- Material for this task:
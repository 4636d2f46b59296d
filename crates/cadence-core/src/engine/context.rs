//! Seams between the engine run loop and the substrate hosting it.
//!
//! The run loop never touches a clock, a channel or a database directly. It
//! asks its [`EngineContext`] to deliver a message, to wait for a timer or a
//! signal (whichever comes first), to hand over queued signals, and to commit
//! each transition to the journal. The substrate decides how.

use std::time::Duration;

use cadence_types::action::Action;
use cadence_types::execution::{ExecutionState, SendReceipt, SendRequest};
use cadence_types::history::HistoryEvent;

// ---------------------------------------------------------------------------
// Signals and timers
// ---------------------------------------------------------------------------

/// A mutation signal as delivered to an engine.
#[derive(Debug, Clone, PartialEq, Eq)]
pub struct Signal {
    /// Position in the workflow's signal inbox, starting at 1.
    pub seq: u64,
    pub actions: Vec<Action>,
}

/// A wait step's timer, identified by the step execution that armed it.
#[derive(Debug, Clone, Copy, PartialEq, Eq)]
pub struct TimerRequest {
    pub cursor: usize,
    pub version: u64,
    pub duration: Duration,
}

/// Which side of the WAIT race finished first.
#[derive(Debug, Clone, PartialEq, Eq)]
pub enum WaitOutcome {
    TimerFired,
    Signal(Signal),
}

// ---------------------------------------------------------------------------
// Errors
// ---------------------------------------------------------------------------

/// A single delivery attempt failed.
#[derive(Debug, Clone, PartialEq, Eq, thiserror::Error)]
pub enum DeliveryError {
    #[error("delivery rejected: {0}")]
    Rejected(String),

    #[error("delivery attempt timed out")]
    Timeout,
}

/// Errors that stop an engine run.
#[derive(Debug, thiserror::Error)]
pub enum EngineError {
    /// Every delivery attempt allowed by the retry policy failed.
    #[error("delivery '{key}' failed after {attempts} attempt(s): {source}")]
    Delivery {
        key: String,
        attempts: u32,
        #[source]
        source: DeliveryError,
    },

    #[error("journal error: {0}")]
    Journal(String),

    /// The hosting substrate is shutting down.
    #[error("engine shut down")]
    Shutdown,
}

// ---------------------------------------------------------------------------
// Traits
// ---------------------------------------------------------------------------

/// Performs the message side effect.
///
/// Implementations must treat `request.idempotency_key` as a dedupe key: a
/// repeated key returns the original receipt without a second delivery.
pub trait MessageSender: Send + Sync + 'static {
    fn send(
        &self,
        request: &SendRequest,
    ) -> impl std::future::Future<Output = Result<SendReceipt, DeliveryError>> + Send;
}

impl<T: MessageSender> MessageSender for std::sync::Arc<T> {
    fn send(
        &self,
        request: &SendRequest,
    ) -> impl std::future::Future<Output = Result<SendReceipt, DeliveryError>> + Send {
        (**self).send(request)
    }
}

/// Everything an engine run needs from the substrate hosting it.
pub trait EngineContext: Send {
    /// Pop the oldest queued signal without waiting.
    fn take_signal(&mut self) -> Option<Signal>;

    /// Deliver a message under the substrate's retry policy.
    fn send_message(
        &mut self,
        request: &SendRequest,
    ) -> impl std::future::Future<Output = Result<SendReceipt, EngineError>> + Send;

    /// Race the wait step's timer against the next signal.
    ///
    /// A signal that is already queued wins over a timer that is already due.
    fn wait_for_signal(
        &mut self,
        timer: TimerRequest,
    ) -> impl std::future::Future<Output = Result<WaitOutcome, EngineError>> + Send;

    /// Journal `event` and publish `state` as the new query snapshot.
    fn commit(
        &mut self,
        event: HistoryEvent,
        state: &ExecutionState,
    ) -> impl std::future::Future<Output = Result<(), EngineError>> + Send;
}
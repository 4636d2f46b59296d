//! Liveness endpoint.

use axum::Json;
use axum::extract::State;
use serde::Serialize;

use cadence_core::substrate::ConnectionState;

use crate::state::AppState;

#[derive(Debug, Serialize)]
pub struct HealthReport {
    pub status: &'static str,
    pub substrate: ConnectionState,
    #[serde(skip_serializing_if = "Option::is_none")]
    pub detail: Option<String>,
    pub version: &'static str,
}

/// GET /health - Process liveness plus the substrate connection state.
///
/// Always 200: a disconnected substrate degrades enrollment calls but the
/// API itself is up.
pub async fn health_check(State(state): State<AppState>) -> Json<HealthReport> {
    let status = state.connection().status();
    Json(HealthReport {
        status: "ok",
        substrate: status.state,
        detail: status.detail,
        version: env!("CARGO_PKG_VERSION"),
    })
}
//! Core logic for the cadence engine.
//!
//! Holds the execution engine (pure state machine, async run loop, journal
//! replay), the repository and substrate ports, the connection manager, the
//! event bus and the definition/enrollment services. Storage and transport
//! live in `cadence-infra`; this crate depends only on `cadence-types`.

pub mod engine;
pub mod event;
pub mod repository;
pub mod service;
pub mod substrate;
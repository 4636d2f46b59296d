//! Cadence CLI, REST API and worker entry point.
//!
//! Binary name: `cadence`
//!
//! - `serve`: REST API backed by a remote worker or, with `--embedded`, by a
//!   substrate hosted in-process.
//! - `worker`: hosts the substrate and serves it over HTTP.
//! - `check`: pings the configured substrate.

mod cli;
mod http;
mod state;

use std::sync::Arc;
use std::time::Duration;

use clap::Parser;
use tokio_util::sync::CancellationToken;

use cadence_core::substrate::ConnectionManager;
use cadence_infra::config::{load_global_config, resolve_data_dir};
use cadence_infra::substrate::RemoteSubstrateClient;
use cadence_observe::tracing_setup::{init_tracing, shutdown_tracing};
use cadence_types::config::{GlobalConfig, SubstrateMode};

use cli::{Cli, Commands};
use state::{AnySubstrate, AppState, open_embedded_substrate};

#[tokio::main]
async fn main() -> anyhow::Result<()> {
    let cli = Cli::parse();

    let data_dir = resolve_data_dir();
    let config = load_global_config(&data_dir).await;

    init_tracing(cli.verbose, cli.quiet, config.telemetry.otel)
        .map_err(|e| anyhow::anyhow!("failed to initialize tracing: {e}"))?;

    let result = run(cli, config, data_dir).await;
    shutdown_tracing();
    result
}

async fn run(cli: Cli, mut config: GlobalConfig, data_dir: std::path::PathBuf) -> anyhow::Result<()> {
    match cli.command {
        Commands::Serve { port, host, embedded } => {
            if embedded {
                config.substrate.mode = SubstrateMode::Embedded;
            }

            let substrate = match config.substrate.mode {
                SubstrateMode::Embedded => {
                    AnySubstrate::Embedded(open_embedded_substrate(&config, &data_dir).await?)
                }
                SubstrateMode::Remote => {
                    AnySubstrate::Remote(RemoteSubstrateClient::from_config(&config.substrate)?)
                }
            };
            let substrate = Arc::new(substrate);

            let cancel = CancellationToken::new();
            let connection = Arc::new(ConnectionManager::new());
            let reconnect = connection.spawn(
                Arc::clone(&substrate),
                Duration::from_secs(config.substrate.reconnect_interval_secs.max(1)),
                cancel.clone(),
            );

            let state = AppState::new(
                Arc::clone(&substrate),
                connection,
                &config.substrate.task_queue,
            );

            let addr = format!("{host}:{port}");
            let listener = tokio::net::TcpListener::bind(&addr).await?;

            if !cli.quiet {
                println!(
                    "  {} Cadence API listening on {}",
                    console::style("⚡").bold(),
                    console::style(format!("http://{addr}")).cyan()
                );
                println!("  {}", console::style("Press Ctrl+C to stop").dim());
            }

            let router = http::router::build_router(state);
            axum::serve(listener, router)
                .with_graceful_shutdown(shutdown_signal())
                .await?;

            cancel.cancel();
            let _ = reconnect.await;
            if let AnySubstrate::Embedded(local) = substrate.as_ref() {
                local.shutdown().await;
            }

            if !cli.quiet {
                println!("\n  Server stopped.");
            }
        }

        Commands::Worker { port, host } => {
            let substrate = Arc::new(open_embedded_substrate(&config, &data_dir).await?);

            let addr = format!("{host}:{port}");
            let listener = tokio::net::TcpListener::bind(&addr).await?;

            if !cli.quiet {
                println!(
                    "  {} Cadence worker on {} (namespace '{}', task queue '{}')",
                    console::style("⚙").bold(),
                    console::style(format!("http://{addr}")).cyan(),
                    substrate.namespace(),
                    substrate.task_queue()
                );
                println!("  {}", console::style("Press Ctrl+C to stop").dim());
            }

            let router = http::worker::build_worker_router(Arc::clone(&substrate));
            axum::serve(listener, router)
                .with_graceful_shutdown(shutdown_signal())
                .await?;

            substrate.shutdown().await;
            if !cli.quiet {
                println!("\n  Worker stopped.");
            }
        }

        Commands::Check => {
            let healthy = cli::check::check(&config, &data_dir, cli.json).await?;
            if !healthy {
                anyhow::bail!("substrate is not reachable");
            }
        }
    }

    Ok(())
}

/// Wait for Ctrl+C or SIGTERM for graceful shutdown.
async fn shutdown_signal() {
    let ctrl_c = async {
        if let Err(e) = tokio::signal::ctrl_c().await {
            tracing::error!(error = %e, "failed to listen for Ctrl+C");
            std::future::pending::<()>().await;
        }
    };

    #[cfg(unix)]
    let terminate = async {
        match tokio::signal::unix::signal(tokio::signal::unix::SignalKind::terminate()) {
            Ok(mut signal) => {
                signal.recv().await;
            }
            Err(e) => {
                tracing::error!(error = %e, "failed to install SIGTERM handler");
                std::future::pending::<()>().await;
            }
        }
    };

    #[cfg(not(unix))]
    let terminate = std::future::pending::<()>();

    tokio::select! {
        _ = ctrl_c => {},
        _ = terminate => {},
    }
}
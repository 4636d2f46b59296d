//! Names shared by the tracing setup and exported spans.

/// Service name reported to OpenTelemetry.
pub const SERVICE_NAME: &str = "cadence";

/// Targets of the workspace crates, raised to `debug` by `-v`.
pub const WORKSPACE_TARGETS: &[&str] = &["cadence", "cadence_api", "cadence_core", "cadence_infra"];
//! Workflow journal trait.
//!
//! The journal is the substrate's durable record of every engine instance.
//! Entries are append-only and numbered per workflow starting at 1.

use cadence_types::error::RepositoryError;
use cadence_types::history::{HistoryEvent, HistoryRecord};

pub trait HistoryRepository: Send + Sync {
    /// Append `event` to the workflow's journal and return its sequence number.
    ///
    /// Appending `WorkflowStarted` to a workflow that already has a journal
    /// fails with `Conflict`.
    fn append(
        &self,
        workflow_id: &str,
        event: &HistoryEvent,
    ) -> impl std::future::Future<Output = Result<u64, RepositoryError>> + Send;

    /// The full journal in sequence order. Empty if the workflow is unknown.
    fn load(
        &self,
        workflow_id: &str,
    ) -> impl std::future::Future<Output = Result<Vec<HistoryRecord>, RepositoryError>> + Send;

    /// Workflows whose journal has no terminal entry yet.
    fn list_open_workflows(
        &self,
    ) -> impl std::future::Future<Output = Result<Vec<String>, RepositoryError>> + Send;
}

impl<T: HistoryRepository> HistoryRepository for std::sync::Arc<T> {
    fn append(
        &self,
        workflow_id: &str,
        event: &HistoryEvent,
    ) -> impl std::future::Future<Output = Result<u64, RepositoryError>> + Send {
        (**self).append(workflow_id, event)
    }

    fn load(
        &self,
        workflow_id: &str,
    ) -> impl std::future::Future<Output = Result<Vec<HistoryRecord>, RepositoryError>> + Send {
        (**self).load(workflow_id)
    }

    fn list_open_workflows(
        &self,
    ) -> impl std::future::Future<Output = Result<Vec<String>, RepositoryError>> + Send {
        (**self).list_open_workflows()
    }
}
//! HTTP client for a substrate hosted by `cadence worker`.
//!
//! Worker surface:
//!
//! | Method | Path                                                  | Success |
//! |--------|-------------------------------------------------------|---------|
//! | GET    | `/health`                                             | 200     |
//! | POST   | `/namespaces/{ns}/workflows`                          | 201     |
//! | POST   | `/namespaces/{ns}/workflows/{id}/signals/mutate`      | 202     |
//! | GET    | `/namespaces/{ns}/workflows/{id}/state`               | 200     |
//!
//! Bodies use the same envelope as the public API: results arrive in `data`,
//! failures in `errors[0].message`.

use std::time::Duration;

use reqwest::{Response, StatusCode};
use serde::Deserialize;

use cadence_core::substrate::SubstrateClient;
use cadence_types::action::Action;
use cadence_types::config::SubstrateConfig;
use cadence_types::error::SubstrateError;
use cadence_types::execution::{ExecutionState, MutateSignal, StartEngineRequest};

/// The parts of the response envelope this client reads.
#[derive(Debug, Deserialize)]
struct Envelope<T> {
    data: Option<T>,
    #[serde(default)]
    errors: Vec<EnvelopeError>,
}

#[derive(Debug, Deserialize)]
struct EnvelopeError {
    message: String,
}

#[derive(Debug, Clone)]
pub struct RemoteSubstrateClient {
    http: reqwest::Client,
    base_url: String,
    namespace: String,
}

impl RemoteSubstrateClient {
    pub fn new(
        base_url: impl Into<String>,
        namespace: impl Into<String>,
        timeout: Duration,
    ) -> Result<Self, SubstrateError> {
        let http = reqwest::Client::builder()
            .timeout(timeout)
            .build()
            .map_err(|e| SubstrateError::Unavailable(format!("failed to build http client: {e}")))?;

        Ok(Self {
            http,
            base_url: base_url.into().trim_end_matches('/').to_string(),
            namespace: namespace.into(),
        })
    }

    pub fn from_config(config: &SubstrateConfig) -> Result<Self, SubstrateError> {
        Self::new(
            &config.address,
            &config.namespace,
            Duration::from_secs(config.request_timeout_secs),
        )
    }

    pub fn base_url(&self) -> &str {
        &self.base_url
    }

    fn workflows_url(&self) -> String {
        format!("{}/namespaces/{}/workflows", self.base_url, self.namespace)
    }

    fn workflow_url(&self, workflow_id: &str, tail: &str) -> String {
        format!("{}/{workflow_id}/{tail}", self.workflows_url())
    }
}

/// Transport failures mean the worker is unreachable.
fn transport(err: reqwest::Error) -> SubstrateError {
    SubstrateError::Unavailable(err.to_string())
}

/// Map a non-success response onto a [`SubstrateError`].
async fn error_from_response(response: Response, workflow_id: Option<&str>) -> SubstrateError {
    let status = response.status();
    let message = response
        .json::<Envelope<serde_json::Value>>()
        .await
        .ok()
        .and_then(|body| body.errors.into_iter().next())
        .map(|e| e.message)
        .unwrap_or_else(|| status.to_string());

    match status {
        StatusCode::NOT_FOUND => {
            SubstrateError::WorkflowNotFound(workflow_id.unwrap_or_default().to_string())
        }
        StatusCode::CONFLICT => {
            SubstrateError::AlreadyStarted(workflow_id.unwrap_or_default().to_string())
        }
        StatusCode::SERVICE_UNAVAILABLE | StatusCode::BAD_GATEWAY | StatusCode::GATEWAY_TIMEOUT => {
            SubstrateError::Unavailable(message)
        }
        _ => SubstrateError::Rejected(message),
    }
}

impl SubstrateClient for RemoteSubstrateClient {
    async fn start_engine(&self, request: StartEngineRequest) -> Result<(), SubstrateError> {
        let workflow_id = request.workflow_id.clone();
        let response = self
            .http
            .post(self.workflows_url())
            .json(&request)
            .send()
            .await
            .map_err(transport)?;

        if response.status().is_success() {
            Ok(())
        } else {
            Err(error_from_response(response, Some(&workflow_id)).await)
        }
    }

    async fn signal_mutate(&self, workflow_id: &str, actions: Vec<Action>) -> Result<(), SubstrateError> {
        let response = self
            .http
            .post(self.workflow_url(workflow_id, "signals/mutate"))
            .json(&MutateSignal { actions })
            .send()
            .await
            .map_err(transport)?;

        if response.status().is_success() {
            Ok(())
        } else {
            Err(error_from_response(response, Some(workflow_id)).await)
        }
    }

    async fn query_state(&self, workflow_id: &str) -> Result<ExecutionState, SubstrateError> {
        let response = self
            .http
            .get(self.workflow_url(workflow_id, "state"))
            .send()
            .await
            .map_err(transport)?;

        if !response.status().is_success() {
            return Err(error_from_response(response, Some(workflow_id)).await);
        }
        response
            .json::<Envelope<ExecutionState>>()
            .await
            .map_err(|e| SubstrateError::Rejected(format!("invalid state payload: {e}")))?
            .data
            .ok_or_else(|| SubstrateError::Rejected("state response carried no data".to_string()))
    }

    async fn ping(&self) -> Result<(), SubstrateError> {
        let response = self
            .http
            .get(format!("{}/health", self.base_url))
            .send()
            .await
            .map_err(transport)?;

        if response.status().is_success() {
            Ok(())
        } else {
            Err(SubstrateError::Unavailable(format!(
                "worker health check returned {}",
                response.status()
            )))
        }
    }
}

- Exercise: From the listing above, collect every line that mentions the word "bold".

- Answer space:
                    console::style("⚡").bold(),
                    console::style("⚙").bold(),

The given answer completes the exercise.